[[ Given records, beginning ]]
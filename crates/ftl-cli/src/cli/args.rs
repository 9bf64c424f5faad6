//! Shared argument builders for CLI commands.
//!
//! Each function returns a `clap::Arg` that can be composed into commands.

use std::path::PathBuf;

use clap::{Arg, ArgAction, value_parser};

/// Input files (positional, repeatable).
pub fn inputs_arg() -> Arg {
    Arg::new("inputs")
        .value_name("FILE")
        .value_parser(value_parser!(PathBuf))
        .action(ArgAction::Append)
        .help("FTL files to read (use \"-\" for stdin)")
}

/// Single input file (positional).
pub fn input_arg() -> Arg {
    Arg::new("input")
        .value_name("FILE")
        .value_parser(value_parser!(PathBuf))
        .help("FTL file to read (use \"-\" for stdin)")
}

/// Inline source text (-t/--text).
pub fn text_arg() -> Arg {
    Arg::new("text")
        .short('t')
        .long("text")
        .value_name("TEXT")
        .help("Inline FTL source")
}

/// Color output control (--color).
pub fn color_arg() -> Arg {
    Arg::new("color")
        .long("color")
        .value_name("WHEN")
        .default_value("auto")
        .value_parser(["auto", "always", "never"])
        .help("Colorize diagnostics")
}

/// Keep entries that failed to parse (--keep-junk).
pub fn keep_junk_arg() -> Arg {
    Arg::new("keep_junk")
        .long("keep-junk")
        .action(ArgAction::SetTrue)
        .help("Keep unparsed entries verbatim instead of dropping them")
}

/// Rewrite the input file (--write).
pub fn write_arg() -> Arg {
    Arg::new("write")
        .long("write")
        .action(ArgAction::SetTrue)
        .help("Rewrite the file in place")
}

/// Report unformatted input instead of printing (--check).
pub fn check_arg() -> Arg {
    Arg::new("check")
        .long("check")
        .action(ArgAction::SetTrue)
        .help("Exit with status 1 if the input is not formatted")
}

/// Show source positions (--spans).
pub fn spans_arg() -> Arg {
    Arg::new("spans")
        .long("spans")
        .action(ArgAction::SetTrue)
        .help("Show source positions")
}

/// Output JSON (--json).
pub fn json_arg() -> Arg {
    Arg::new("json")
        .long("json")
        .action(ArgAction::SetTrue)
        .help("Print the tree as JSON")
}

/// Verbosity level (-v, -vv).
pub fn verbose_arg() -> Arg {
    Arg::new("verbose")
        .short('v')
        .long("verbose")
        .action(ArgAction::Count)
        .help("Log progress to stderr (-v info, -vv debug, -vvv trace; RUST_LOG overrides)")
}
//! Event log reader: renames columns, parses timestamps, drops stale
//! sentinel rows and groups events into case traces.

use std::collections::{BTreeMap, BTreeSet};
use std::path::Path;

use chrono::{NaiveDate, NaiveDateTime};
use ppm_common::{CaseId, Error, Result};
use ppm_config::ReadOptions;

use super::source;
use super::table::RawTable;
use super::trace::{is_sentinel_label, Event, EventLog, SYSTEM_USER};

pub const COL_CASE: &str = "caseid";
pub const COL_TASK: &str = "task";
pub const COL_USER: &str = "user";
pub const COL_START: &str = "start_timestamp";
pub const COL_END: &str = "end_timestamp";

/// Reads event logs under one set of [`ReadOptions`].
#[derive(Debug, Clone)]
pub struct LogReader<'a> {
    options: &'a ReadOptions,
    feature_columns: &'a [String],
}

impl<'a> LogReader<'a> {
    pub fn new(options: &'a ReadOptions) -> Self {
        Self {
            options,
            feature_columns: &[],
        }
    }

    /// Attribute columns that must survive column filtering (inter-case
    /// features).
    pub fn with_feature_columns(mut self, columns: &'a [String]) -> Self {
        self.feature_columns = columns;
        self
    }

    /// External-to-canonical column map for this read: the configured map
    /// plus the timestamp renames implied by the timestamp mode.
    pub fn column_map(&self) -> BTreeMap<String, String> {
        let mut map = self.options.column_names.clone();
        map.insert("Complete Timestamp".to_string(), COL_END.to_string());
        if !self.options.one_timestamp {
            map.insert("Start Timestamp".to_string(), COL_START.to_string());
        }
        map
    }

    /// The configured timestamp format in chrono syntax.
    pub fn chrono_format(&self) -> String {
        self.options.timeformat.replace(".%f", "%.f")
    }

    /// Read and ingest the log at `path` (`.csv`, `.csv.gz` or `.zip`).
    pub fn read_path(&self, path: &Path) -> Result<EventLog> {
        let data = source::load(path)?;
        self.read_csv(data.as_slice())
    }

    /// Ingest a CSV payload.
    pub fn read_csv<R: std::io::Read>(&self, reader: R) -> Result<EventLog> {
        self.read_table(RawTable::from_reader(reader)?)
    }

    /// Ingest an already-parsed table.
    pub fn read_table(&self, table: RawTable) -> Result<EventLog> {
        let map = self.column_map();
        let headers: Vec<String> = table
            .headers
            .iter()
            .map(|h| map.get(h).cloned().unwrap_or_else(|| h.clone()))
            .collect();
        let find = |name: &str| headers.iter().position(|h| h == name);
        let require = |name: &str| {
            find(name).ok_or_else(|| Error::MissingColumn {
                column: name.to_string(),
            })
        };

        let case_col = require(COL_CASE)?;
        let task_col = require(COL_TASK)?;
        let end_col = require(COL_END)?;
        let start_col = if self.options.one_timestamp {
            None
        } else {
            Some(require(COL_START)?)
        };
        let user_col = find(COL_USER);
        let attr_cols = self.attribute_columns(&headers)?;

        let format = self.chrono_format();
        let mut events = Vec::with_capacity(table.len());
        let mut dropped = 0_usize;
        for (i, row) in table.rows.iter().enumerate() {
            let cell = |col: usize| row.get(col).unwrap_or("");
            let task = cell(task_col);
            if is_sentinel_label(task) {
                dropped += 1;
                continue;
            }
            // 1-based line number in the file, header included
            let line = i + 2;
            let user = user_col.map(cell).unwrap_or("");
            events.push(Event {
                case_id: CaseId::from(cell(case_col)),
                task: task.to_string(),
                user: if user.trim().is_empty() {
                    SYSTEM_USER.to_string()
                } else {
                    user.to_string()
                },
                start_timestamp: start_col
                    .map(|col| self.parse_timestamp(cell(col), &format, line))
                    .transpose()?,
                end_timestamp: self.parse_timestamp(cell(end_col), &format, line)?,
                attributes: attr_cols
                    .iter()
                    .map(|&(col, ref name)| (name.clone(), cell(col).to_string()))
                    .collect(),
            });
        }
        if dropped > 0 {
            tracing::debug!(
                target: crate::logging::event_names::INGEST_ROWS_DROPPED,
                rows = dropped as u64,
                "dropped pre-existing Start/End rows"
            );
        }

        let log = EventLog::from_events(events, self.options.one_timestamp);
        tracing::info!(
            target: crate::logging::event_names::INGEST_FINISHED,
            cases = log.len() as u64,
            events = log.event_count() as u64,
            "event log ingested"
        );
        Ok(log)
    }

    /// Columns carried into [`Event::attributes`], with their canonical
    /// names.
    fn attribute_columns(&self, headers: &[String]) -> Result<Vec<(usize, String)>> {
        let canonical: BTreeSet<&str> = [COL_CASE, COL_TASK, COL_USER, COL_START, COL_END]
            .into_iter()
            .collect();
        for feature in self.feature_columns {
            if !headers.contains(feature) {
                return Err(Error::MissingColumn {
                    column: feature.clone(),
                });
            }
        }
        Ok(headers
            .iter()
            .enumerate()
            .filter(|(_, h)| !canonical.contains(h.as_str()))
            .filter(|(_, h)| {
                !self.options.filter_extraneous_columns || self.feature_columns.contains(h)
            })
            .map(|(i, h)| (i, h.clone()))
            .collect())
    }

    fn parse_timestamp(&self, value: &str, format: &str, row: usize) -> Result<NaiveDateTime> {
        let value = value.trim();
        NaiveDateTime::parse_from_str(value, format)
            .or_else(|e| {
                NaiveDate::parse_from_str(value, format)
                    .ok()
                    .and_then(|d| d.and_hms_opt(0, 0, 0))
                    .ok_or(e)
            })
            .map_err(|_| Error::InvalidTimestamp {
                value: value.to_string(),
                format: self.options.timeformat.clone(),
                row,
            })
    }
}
[[ Given records, end ]]
Retrieve each line of the data in which the word "BTreeSet" can be found.

### Output for this exercise
use std::collections::{BTreeMap, BTreeSet};
        let canonical: BTreeSet<&str> = [COL_CASE, COL_TASK, COL_USER, COL_START, COL_END]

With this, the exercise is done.